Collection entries

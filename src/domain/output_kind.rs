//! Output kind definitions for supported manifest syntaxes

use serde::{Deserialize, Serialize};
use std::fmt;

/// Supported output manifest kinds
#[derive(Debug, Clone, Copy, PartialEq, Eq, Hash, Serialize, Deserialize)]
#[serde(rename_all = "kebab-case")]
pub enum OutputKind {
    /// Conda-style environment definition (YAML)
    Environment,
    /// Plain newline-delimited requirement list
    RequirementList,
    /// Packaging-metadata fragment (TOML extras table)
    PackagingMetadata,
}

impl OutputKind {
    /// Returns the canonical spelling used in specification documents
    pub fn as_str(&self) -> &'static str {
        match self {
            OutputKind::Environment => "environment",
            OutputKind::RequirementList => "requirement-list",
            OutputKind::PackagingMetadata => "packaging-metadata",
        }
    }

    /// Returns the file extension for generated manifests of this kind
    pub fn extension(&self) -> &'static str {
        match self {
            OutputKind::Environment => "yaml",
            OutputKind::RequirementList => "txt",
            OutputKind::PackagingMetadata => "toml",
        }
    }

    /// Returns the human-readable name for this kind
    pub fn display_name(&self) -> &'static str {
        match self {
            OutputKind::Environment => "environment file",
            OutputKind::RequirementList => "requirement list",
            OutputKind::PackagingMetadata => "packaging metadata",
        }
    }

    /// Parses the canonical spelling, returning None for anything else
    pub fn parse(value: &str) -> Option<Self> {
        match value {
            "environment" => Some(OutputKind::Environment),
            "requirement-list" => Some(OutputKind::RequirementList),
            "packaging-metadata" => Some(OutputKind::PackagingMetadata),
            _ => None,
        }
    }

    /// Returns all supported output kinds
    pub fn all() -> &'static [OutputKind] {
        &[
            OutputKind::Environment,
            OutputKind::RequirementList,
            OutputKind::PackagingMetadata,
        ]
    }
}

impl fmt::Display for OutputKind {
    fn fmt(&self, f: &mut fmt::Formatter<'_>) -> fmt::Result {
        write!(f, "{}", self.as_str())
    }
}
--
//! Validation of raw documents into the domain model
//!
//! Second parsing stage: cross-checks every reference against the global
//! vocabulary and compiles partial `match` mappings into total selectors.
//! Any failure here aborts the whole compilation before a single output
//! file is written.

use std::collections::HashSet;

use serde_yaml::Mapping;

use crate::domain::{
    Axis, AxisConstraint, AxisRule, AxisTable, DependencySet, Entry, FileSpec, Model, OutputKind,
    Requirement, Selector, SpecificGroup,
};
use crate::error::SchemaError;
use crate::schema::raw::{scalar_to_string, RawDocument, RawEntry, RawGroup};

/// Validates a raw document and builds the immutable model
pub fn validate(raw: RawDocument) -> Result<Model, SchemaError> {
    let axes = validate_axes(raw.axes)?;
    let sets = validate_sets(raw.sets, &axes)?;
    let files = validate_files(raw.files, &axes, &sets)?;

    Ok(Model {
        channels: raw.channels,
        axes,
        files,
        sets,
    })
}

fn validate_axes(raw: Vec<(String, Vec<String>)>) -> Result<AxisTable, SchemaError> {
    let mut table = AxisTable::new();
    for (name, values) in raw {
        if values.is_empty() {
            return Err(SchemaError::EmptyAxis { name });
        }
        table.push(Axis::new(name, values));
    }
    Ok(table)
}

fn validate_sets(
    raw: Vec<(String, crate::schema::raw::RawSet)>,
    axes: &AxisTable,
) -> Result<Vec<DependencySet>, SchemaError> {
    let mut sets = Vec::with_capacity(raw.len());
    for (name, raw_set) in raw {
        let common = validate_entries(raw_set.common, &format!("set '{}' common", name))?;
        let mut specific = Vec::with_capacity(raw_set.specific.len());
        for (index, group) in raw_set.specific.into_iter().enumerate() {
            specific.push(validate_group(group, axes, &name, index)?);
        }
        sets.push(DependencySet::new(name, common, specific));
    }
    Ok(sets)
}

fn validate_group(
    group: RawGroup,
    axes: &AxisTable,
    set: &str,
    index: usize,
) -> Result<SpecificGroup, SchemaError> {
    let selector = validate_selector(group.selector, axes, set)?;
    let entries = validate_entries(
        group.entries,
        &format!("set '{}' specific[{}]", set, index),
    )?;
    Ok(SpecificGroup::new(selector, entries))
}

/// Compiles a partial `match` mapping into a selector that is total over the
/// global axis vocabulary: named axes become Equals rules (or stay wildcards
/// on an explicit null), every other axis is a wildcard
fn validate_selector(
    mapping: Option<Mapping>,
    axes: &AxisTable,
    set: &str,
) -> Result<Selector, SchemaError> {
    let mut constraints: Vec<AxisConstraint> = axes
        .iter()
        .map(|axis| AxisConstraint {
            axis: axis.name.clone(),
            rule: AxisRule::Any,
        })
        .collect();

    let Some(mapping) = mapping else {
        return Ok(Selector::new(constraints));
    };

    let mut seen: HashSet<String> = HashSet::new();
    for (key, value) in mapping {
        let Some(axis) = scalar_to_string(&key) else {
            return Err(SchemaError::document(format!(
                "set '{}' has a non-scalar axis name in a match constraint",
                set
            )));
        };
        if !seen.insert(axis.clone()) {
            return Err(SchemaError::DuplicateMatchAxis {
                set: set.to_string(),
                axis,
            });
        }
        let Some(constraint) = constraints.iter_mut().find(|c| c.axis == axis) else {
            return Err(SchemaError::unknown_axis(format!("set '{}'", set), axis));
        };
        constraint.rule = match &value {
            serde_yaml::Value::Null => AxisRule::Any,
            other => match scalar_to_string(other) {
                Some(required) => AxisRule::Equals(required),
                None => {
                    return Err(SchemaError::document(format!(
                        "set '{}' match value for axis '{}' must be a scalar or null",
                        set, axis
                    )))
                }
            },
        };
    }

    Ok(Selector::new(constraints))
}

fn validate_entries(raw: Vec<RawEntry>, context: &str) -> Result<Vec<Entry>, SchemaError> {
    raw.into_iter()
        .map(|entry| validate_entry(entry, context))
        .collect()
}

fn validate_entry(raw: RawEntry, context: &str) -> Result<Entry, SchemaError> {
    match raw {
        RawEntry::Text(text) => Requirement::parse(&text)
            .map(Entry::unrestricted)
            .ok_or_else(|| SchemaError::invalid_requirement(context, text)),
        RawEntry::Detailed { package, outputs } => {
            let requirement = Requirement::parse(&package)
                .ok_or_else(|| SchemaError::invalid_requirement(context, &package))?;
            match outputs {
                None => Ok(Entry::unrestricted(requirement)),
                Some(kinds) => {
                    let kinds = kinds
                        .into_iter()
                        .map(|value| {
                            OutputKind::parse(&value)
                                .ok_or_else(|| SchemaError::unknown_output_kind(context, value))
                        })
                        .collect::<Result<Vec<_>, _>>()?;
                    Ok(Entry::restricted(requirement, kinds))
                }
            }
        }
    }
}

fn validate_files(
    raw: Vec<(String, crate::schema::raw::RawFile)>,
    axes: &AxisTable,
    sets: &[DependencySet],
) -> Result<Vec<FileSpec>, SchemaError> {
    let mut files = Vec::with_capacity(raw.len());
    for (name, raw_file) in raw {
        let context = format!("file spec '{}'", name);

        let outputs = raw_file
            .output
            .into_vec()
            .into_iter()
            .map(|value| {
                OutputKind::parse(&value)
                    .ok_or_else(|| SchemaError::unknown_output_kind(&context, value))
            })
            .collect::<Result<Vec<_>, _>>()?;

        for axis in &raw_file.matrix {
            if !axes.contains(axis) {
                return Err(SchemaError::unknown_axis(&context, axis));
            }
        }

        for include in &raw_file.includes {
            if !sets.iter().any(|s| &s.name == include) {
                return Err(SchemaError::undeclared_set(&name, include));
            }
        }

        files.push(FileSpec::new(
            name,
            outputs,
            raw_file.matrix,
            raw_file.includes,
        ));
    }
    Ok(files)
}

◆ **INSTRUCTIONS TO FOLLOW**: Reproduce each line of the records in which "includes" appears.

◆ **ANSWER**:
        for include in &raw_file.includes {
            raw_file.includes,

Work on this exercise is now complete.